■ **Input records**

******************************

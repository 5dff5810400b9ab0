// Batch Orchestrator: drives one predict request from ingestion to published URLs

use std::path::Path;
use std::sync::Arc;
use std::time::Instant;
use tracing::{info, instrument, warn};

use crate::core::config::Config;
use crate::core::errors::{PipelineError, PipelineResult};
use crate::core::types::{
    BatchResult, Candidate, FailureReason, InferenceOutcome, InferenceParameters, Ingestion,
    ItemFailure, PredictForm, ProcessOutcome,
};
use crate::phases::{InferenceInvoker, IngestionResolver, RequestOrigin, ResultPublisher};
use crate::services::archive::{ArchiveExtractor, ScratchArea};
use crate::services::segmentation::LazyModel;
use crate::services::storage::Storage;
use crate::services::validation::is_valid_image;
use crate::utils::metrics::Metrics;

/// Main workflow coordinator
pub struct BatchOrchestrator {
    resolver: IngestionResolver,
    extractor: ArchiveExtractor,
    invoker: InferenceInvoker,
    publisher: ResultPublisher,
    model: Arc<LazyModel>,
    metrics: Metrics,
}

impl BatchOrchestrator {
    pub fn new(
        config: &Config,
        storage: Arc<dyn Storage>,
        model: Arc<LazyModel>,
        metrics: Metrics,
    ) -> Self {
        Self {
            resolver: IngestionResolver::new(Arc::clone(&storage)),
            extractor: ArchiveExtractor::new(
                config.storage.scratch_dir.clone(),
                config.archive_limits(),
            ),
            invoker: InferenceInvoker::new(Arc::clone(&model)),
            publisher: ResultPublisher::new(storage),
            model,
            metrics,
        }
    }

    /// Whether the segmentation model has been loaded yet
    pub fn model_loaded(&self) -> bool {
        self.model.is_loaded()
    }

    /// Process one predict request.
    ///
    /// # Workflow:
    /// 1. Resolve the form into a single candidate or an archive
    /// 2. Single: infer then publish; any failure fails the request
    /// 3. Batch: extract, then validate → infer → publish each entry in listing order,
    ///    recording per-item failures instead of aborting
    #[instrument(skip_all)]
    pub async fn process(
        &self,
        form: PredictForm,
        origin: &RequestOrigin,
    ) -> PipelineResult<ProcessOutcome> {
        let result = self.dispatch(form, origin).await;
        if result.is_err() {
            self.metrics.record_request_failed();
        }
        result
    }

    async fn dispatch(
        &self,
        form: PredictForm,
        origin: &RequestOrigin,
    ) -> PipelineResult<ProcessOutcome> {
        let (ingestion, params) = self.resolver.resolve(form).await?;
        info!(
            "Parameters: scale_factor={}, threshold={}",
            params.scale_factor, params.threshold
        );

        match ingestion {
            Ingestion::Single(candidate) => {
                self.metrics.record_single_request();
                let result_url = self.process_single(candidate, params, origin).await?;
                Ok(ProcessOutcome::Single { result_url })
            }
            Ingestion::Batch {
                archive_name,
                archive_bytes,
            } => {
                self.metrics.record_batch_request();
                let result = self
                    .process_batch(&archive_name, archive_bytes, params, origin)
                    .await?;
                Ok(ProcessOutcome::Batch(result))
            }
        }
    }

    #[instrument(skip(self, candidate, params, origin), fields(candidate = %candidate.name))]
    async fn process_single(
        &self,
        candidate: Candidate,
        params: InferenceParameters,
        origin: &RequestOrigin,
    ) -> PipelineResult<String> {
        let result = self.infer_and_publish(candidate, params, origin).await;
        self.metrics.record_image(result.is_ok());
        result
    }

    #[instrument(skip(self, archive_bytes, params, origin))]
    async fn process_batch(
        &self,
        archive_name: &str,
        archive_bytes: Vec<u8>,
        params: InferenceParameters,
        origin: &RequestOrigin,
    ) -> PipelineResult<BatchResult> {
        let start_time = Instant::now();

        let extractor = self.extractor.clone();
        let scratch = tokio::task::spawn_blocking(move || extractor.extract(&archive_bytes))
            .await
            .map_err(|e| PipelineError::TaskJoinFailed(e.to_string()))??;

        info!(
            "Processing {} candidate images from {}",
            scratch.entries().len(),
            archive_name
        );

        let mut result = BatchResult::default();
        for entry in scratch.entries() {
            let outcome = self.process_entry(&scratch, entry, params, origin).await;
            self.metrics
                .record_image(matches!(outcome, InferenceOutcome::Success { .. }));
            result.record(outcome);
        }

        scratch.release();

        info!(
            "Batch complete: {} succeeded, {} failed in {:.2}s",
            result.success_count,
            result.failure_count,
            start_time.elapsed().as_secs_f64()
        );

        if result.success_count == 0 {
            return Err(PipelineError::NoValidResults {
                failed: result.failure_count,
            });
        }
        Ok(result)
    }

    /// Validate → infer → publish one archive entry. Never fails the batch.
    async fn process_entry(
        &self,
        scratch: &ScratchArea,
        entry: &Path,
        params: InferenceParameters,
        origin: &RequestOrigin,
    ) -> InferenceOutcome {
        let name = entry.display().to_string();
        let failure = |reason: FailureReason| {
            InferenceOutcome::Failure(ItemFailure {
                candidate_name: name.clone(),
                reason,
            })
        };

        let candidate = match scratch.read_candidate(entry).await {
            Ok(candidate) => candidate,
            Err(e) => {
                warn!("Skipping {}: unreadable ({})", name, e);
                return failure(FailureReason::Unreadable);
            }
        };

        if !is_valid_image(&candidate.bytes) {
            warn!("Skipping {}: not a valid image", name);
            return failure(FailureReason::InvalidImage);
        }

        match self.infer_and_publish(candidate, params, origin).await {
            Ok(result_url) => InferenceOutcome::Success { result_url },
            Err(e) => {
                warn!("Failed to process {}: {}", name, e);
                failure(e.failure_reason())
            }
        }
    }

    async fn infer_and_publish(
        &self,
        candidate: Candidate,
        params: InferenceParameters,
        origin: &RequestOrigin,
    ) -> PipelineResult<String> {
        let source_name = candidate.name.clone();

        let inference_start = Instant::now();
        let mask = self.invoker.run(candidate, params).await?;
        self.metrics
            .record_inference_duration(inference_start.elapsed());

        let publish_start = Instant::now();
        let url = self.publisher.publish(&mask, &source_name, origin).await?;
        self.metrics.record_publish_duration(publish_start.elapsed());

        Ok(url)
    }
}

#[cfg(test)]
mod tests {
    use super::*;
    use crate::core::types::UploadedFile;
    use crate::services::archive::tests::build_zip;
    use crate::services::storage::LocalStorage;
    use crate::test_support::{brightness_model, jpeg_bytes, png_bytes};
    use tempfile::TempDir;

    struct Fixture {
        media: TempDir,
        scratch: TempDir,
        orchestrator: BatchOrchestrator,
        metrics: Metrics,
    }

    fn fixture() -> Fixture {
        let media = tempfile::tempdir().unwrap();
        let scratch = tempfile::tempdir().unwrap();
        let mut config = Config::with_media_root(media.path());
        config.storage.scratch_dir = Some(scratch.path().to_path_buf());

        let storage: Arc<dyn Storage> = Arc::new(LocalStorage::new(media.path(), "/media/"));
        let metrics = Metrics::new();
        let orchestrator =
            BatchOrchestrator::new(&config, storage, brightness_model(), metrics.clone());
        Fixture {
            media,
            scratch,
            orchestrator,
            metrics,
        }
    }

    fn origin() -> RequestOrigin {
        RequestOrigin::parse("http://localhost:8000").unwrap()
    }

    fn upload(name: &str, bytes: Vec<u8>) -> PredictForm {
        PredictForm {
            file: Some(UploadedFile {
                filename: name.to_string(),
                bytes,
            }),
            ..Default::default()
        }
    }

    fn scratch_is_empty(fx: &Fixture) -> bool {
        std::fs::read_dir(fx.scratch.path()).unwrap().next().is_none()
    }

    #[tokio::test]
    async fn test_single_upload_publishes_one_result() {
        let fx = fixture();
        let outcome = fx
            .orchestrator
            .process(upload("cat.jpg", jpeg_bytes(32, 16)), &origin())
            .await
            .unwrap();

        let ProcessOutcome::Single { result_url } = outcome else {
            panic!("expected single outcome");
        };
        assert!(result_url.starts_with("http://localhost:8000/media/temp/predict_cat_"));
        assert!(result_url.ends_with("_result.png"));

        let stored = result_url.trim_start_matches("http://localhost:8000/media/");
        let mask = image::open(fx.media.path().join(stored)).unwrap();
        assert_eq!((mask.width(), mask.height()), (32, 16));
        assert_eq!(fx.metrics.snapshot().single_requests, 1);
    }

    #[tokio::test]
    async fn test_single_undecodable_upload_fails_request() {
        let fx = fixture();
        let err = fx
            .orchestrator
            .process(upload("cat.jpg", b"definitely not an image".to_vec()), &origin())
            .await
            .unwrap_err();
        assert!(matches!(err, PipelineError::Decode(_)));
        assert_eq!(fx.metrics.snapshot().requests_failed, 1);
    }

    #[tokio::test]
    async fn test_batch_skips_invalid_entries() {
        let fx = fixture();
        let png = png_bytes(16, 16);
        let archive = build_zip(&[
            ("a.png", png.as_slice()),
            ("b.txt", b"notes"),
            ("c.jpg", b"\xFF\xD8\xFF corrupt jpeg"),
        ]);

        let outcome = fx
            .orchestrator
            .process(upload("batch.zip", archive), &origin())
            .await
            .unwrap();

        let ProcessOutcome::Batch(result) = outcome else {
            panic!("expected batch outcome");
        };
        assert_eq!(result.success_count, 1);
        assert_eq!(result.failure_count, 1);
        assert_eq!(result.result_urls.len(), 1);
        assert!(result.result_urls[0].contains("predict_a_"));
        assert_eq!(result.failures[0].candidate_name, "c.jpg");
        assert_eq!(result.failures[0].reason, FailureReason::InvalidImage);
        assert!(scratch_is_empty(&fx));
    }

    #[tokio::test]
    async fn test_batch_preserves_listing_order() {
        let fx = fixture();
        let png = png_bytes(8, 8);
        let archive = build_zip(&[
            ("z.png", png.as_slice()),
            ("m/a.png", png.as_slice()),
            ("b.png", png.as_slice()),
        ]);

        let ProcessOutcome::Batch(result) = fx
            .orchestrator
            .process(upload("batch.zip", archive), &origin())
            .await
            .unwrap()
        else {
            panic!("expected batch outcome");
        };

        let stems: Vec<&str> = result
            .result_urls
            .iter()
            .map(|u| if u.contains("predict_z_") { "z" } else if u.contains("predict_a_") { "a" } else { "b" })
            .collect();
        assert_eq!(stems, vec!["z", "a", "b"]);
    }

    #[tokio::test]
    async fn test_batch_without_valid_images_fails_and_cleans_up() {
        let fx = fixture();
        let archive = build_zip(&[("notes.txt", b"hello"), ("broken.png", b"nope")]);

        let err = fx
            .orchestrator
            .process(upload("batch.zip", archive), &origin())
            .await
            .unwrap_err();

        assert!(matches!(err, PipelineError::NoValidResults { failed: 1 }));
        assert!(scratch_is_empty(&fx));
        assert_eq!(fx.metrics.snapshot().batch_requests, 1);
    }

    #[tokio::test]
    async fn test_archive_symlink_is_never_published() {
        let fx = fixture();
        let outside = tempfile::tempdir().unwrap();
        let secret = outside.path().join("secret.png");
        std::fs::write(&secret, png_bytes(12, 12)).unwrap();

        let mut writer = zip::ZipWriter::new(std::io::Cursor::new(Vec::new()));
        writer
            .add_symlink(
                "leak.png",
                secret.to_string_lossy(),
                zip::write::SimpleFileOptions::default(),
            )
            .unwrap();
        let archive = writer.finish().unwrap().into_inner();

        let err = fx
            .orchestrator
            .process(upload("batch.zip", archive), &origin())
            .await
            .unwrap_err();

        assert!(matches!(err, PipelineError::NoValidResults { failed: 0 }));
        assert!(!fx.media.path().join("temp").exists());
        assert!(scratch_is_empty(&fx));
    }

    #[tokio::test]
    async fn test_corrupt_archive_is_rejected() {
        let fx = fixture();
        let err = fx
            .orchestrator
            .process(upload("batch.zip", b"PK not really".to_vec()), &origin())
            .await
            .unwrap_err();
        assert!(matches!(err, PipelineError::ArchiveCorrupt(_)));
        assert!(scratch_is_empty(&fx));
    }

    #[tokio::test]
    async fn test_dataset_reference_is_processed() {
        let fx = fixture();
        std::fs::create_dir_all(fx.media.path().join("datasets")).unwrap();
        std::fs::write(fx.media.path().join("datasets/scan.png"), png_bytes(10, 10)).unwrap();

        let form = PredictForm {
            dataset_path: Some("datasets/scan.png".to_string()),
            threshold: Some("0.3".to_string()),
            ..Default::default()
        };
        let outcome = fx.orchestrator.process(form, &origin()).await.unwrap();
        assert!(matches!(outcome, ProcessOutcome::Single { ref result_url } if result_url.contains("predict_scan_")));
    }
}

******************************

■ **Task statement**
Look through the entries above, and wherever a line holds the word "core", copy it.

■ **Reply to the exercise**
use crate::core::config::Config;
use crate::core::errors::{PipelineError, PipelineResult};
use crate::core::types::{
    use crate::core::types::UploadedFile;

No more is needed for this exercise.